Here is the link if you wish to sign the petition:
I have recieved input from the DNR regarding salmon stocking reductions, it has merit. The balance between the alewife population and salmon populations need to reach a better balance.

The Boyne River Special

“The restriction on chumming statewide is no longer in place. The ban, which was in regards to VHS, has been allowed to expire because we were able to determine that salmon roe is not a vector for the spread of the disease. There is a list of locations where you cannot use baitfish or roe due to hatchery operations (it’s on page 31 of the 2013 Fishing Guide), and the use of roe for chum is not allowed in waters designated as flies only. Salmon roe and corn are probably the two most popular chum components and used widely across Michigan to fish for steelhead, bluegill, carp, whitefish, salmon, catfish, and others. ”
Halfway down the river~

People really shouldn't trash the river.

I only know what I see on the rivers I frequent, so I won’t talk about the Muskegon or the Pere Marquette. But last year alone, I floated the Boyne river and removed braided line wrapped around logs that had leaded treble hooks attached, along with a myriad of worm boxes, vodka bottles and beer and pop cans. The Spyder line and treble hooks disturb me the most. Salmon Farmer 2012These anglers aren’t fishing- they should call themselves salmon farmers. They must be feeding a few rose bushes at home, or stocking up for spring steelhead runs.

4 Responses
  1. dragonflyh permalink
    March 1, 2013

    One thing to remember is that this is a multitude of seperate issues…there are responsible bait anglers who chum and don’t litter. There are irresponsible bait anglers who chum and litter and use illegal gear. Ther are responsible fly anglers who fish with the right rigs and don’t litter. There are irresponsible fly anglers who use illegal rigs and do litter.

    There are organizations accross the country that would love to ban fishing as a whole- and here we stand as an angling community divided- fly angler and bait anglers both pointing fingers- and as someone who fishes both types and works with anglers who fish both types and has the perspective from the outside looking in…its a social battle thats really hard to watch, especially knowing that someday it could give those organizations ammunition against the angling community as a whole.

    But the bigger issue here is not what gear types or methods you use…its educating people about not littering, using the right gear, and enforcing the rules. Prove to people that migratory fish do bite, and it is way more fun to catch a biting fish than to snag one (sure it’s easer to snag, but definitely not as fun). Call the RAP line- as a DNR employee I realize that the RAP line has its issues, and maybe you dont ever see that CO come out to respond- but, all of those RAP complaints get documented, and it helps use to better distribute CO’s to problem areas, helps determine where we assign future CO’s, and it helps Fish Division look more closely at our regulations.
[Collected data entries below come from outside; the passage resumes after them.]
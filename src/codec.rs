//! Length-framed encoding of intermediate key/value records.
//!
//! Each record is `[key_len: u32][value_len: u32][key][value]` with
//! big-endian lengths. The framing is self-delimiting: a decoder stops
//! exactly at the end of the buffer or reports a truncated record, so
//! bucket files need no out-of-band record count and an empty bucket is
//! simply a zero-length file.

use anyhow::{bail, Result};
use bytes::{Buf, BufMut};

use crate::KeyValue;

/// Append `records` to `buf` in frame order.
pub fn encode_records(buf: &mut Vec<u8>, records: &[KeyValue]) {
    for kv in records {
        buf.put_u32(kv.key.len() as u32);
        buf.put_u32(kv.value.len() as u32);
        buf.put_slice(&kv.key);
        buf.put_slice(&kv.value);
    }
}

/// Decode a whole buffer of frames.
///
/// A truncated record is an error; it can only be observed on a file that
/// was not published through the atomic rename protocol.
pub fn decode_records(mut buf: &[u8]) -> Result<Vec<KeyValue>> {
    let mut records = Vec::new();
    while buf.has_remaining() {
        if buf.remaining() < 8 {
            bail!(
                "truncated record header ({} trailing bytes)",
                buf.remaining()
            );
        }
        let key_len = buf.get_u32() as usize;
        let value_len = buf.get_u32() as usize;
        if buf.remaining() < key_len + value_len {
            bail!(
                "truncated record body (want {} bytes, have {})",
                key_len + value_len,
                buf.remaining()
            );
        }
        let key = buf.copy_to_bytes(key_len);
        let value = buf.copy_to_bytes(value_len);
        records.push(KeyValue { key, value });
    }
    Ok(records)
}

#[cfg(test)]
mod tests {
    use super::*;
    use bytes::Bytes;

    #[test]
    fn empty_buffer_decodes_to_no_records() {
        assert!(decode_records(&[]).unwrap().is_empty());
    }

    #[test]
    fn frames_survive_encoding() {
        let records = vec![
            KeyValue::new(Bytes::from("foo"), Bytes::from_static(&[0, 1, 2])),
            KeyValue::new(Bytes::new(), Bytes::new()),
            KeyValue::new(Bytes::from("bar"), Bytes::from("1")),
        ];
        let mut buf = Vec::new();
        encode_records(&mut buf, &records);
        assert_eq!(decode_records(&buf).unwrap(), records);
    }

    #[test]
    fn truncation_is_detected() {
        let mut buf = Vec::new();
        encode_records(
            &mut buf,
            &[KeyValue::new(Bytes::from("key"), Bytes::from("value"))],
        );
        assert!(decode_records(&buf[..buf.len() - 1]).is_err());
        assert!(decode_records(&buf[..4]).is_err());
    }
}
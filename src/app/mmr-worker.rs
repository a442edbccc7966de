use std::path::PathBuf;

use anyhow::Result;
use bytes::Bytes;
use clap::Parser;
use minimr::cmd::worker::Args;
use minimr::{rpc, worker, workload};

#[tokio::main]
async fn main() -> Result<()> {
    env_logger::Builder::new()
        .filter_level(log::LevelFilter::Info)
        .init();

    let args = Args::parse();
    let engine = workload::named(&args.workload)?;
    let aux = Bytes::from(serde_json::to_string(&args.args)?);
    let socket = args.socket.unwrap_or_else(rpc::endpoint_path);

    worker::run(engine, aux, socket, PathBuf::from(".")).await
}
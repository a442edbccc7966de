//! The wire surface binding workers to the coordinator.
//!
//! Message and service shapes live in `proto/mapreduce.proto` and are
//! compiled by `tonic-build`. Transport is a unix-domain socket: the
//! deployment is host-local, so there is no address to configure and no
//! authentication.

use std::path::{Path, PathBuf};

use anyhow::{Context, Result};
use tokio::net::UnixStream;
use tonic::transport::{Channel, Endpoint, Uri};
use tower::service_fn;

pub mod mapreduce {
    tonic::include_proto!("mapreduce");
}

use mapreduce::coordinator_client::CoordinatorClient;

/// A connected worker-side client.
pub type Client = CoordinatorClient<Channel>;

/// Default socket path for this user.
///
/// The name carries the invoking uid so concurrent users of a shared host
/// do not collide on the endpoint.
pub fn endpoint_path() -> PathBuf {
    let uid = unsafe { libc::getuid() };
    PathBuf::from(format!("/var/tmp/mmr-{uid}"))
}

/// Connect to the coordinator listening on `socket`.
pub async fn connect(socket: &Path) -> Result<Client> {
    let path = socket.to_path_buf();
    // The URI is required by the endpoint builder but never resolved;
    // every connection goes through the unix-domain connector below.
    let channel = Endpoint::try_from("http://[::]:50051")?
        .connect_with_connector(service_fn(move |_: Uri| UnixStream::connect(path.clone())))
        .await
        .with_context(|| format!("dialing coordinator at {}", socket.display()))?;
    Ok(CoordinatorClient::new(channel))
}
    Its not the gear type. There are fly anglers with bad attitudes and there are bait anglers with bad attitudes. Its the mentality type- sometimes it can be fixed and sometimes it can’t. Just try hard to educate and to fix what can be fixed…

  2. Brian Kozminski permalink*
    March 1, 2013

    Very true, it is completely about the education of river stewards and the people who use them, thank you. Unfortunately, up here, most people don’t want to hear nor be educated. They want to continue what their father’s taught them. After all, they stock the rivers for us to take, right? Shouldn’t be so black and white. The enforcement is the other issue. The state keeps cutting budgets and there are fewer CO’s with more responsibility and even though you may call on a poacher, ther eis little the DNR can do if there one or two CO’s are a county or two away….

  3. March 3, 2013

    The spin fishermen are far less aware of conservation in my opinion. I almost never see fly fishermen litter or break the rules. Have you ever seen a fly fisherman with a treble hook on his line? I think not. In my 25+ years on the rivers 200-300 days a year, I have seen my fair share of nonsense.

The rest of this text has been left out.